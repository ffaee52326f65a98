//! Helper functions shared by commands

mod date;

pub use date::*;
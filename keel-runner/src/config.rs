//! Runner configuration
//!
//! Defines all configurable parameters for a build: where checkouts live,
//! the default timeout, which container engine to drive and how timed-out
//! commands are stopped. A `Config` value is passed explicitly into the
//! orchestrator; nothing here is global.

use std::path::PathBuf;
use std::time::Duration;

use crate::termination::TerminationPolicy;

/// Default build timeout (2 hours)
pub const DEFAULT_TIMEOUT: Duration = Duration::from_secs(7200);

/// Runner configuration
#[derive(Debug, Clone)]
pub struct Config {
    /// Directory holding one `project-<id>` checkout per project
    pub builds_dir: PathBuf,

    /// Timeout applied when a job carries no override
    pub default_timeout: Duration,

    /// Container engine CLI binary (docker or podman)
    pub container_runtime: String,

    /// Signal escalation for timed-out processes and containers
    pub termination: TerminationPolicy,

    /// Upper bound on committed image layers per chain (None = unbounded)
    pub max_image_layers: Option<usize>,

    /// Shell used for every command
    pub shell_program: String,

    /// Arguments placed before the command string
    pub shell_args: Vec<String>,

    /// Value of CI_SERVER_NAME
    pub server_name: String,

    /// Value of CI_SERVER_VERSION
    pub server_version: Option<String>,

    /// Value of CI_SERVER_REVISION
    pub server_revision: Option<String>,
}

impl Config {
    /// Creates a new configuration with defaults
    ///
    /// A relative `builds_dir` is resolved against the current directory.
    pub fn new(builds_dir: PathBuf) -> Self {
        Self {
            builds_dir: std::path::absolute(&builds_dir).unwrap_or(builds_dir),
            default_timeout: DEFAULT_TIMEOUT,
            container_runtime: "docker".to_string(),
            termination: TerminationPolicy::default(),
            max_image_layers: None,
            shell_program: "bash".to_string(),
            shell_args: vec!["--login".to_string(), "-c".to_string()],
            server_name: "Keel CI".to_string(),
            server_version: Some(env!("CARGO_PKG_VERSION").to_string()),
            server_revision: None,
        }
    }

    /// Creates configuration from environment variables
    ///
    /// Expected environment variables:
    /// - KEEL_BUILDS_DIR (optional, default: <tmp>/keel-builds)
    /// - KEEL_BUILD_TIMEOUT (optional, seconds, default: 7200)
    /// - KEEL_CONTAINER_RUNTIME (optional, default: docker)
    /// - KEEL_KILL_GRACE (optional, seconds, overrides every escalation step)
    /// - KEEL_MAX_IMAGE_LAYERS (optional, default: unbounded)
    /// - KEEL_SERVER_NAME (optional, default: Keel CI)
    /// - KEEL_SERVER_REVISION (optional)
    pub fn from_env() -> anyhow::Result<Self> {
        let builds_dir = std::env::var("KEEL_BUILDS_DIR")
            .map(PathBuf::from)
            .unwrap_or_else(|_| default_builds_dir());

        let mut config = Self::new(builds_dir);

        if let Ok(raw) = std::env::var("KEEL_BUILD_TIMEOUT") {
            let secs = raw
                .parse::<u64>()
                .map_err(|e| anyhow::anyhow!("invalid KEEL_BUILD_TIMEOUT '{}': {}", raw, e))?;
            config.default_timeout = Duration::from_secs(secs);
        }

        if let Ok(runtime) = std::env::var("KEEL_CONTAINER_RUNTIME") {
            config.container_runtime = runtime;
        }

        if let Ok(raw) = std::env::var("KEEL_KILL_GRACE") {
            let secs = raw
                .parse::<u64>()
                .map_err(|e| anyhow::anyhow!("invalid KEEL_KILL_GRACE '{}': {}", raw, e))?;
            config.termination = config.termination.with_grace(Duration::from_secs(secs));
        }

        if let Ok(raw) = std::env::var("KEEL_MAX_IMAGE_LAYERS") {
            let max = raw
                .parse::<usize>()
                .map_err(|e| anyhow::anyhow!("invalid KEEL_MAX_IMAGE_LAYERS '{}': {}", raw, e))?;
            config.max_image_layers = Some(max);
        }

        if let Ok(name) = std::env::var("KEEL_SERVER_NAME") {
            config.server_name = name;
        }

        config.server_revision = std::env::var("KEEL_SERVER_REVISION").ok();

        Ok(config)
    }

    pub fn with_timeout(mut self, timeout: Duration) -> Self {
        self.default_timeout = timeout;
        self
    }

    pub fn with_termination(mut self, termination: TerminationPolicy) -> Self {
        self.termination = termination;
        self
    }

    pub fn with_max_image_layers(mut self, max: usize) -> Self {
        self.max_image_layers = Some(max);
        self
    }

    /// Validates the configuration
    pub fn validate(&self) -> anyhow::Result<()> {
        if self.builds_dir.as_os_str().is_empty() {
            anyhow::bail!("builds_dir cannot be empty");
        }

        if !self.builds_dir.is_absolute() {
            anyhow::bail!("builds_dir must be absolute: {}", self.builds_dir.display());
        }

        if self.default_timeout.is_zero() {
            anyhow::bail!("default_timeout must be greater than 0");
        }

        if self.container_runtime.trim().is_empty() {
            anyhow::bail!("container_runtime cannot be empty");
        }

        if self.shell_program.trim().is_empty() {
            anyhow::bail!("shell_program cannot be empty");
        }

        if self.termination.is_empty() {
            anyhow::bail!("termination policy needs at least one step");
        }

        if self.max_image_layers == Some(0) {
            anyhow::bail!("max_image_layers must be greater than 0");
        }

        Ok(())
    }
}

impl Default for Config {
    fn default() -> Self {
        Self::new(default_builds_dir())
    }
}

fn default_builds_dir() -> PathBuf {
    std::env::temp_dir().join("keel-builds")
}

> _Work request_: All lines above from the one containing "every escalation step)" to the one containing "pub fn from_env()" must be repeated exactly, both lines included, and no others.

> _Answer_:
    /// - KEEL_KILL_GRACE (optional, seconds, overrides every escalation step)
    /// - KEEL_MAX_IMAGE_LAYERS (optional, default: unbounded)
    /// - KEEL_SERVER_NAME (optional, default: Keel CI)
    /// - KEEL_SERVER_REVISION (optional)
    pub fn from_env() -> anyhow::Result<Self> {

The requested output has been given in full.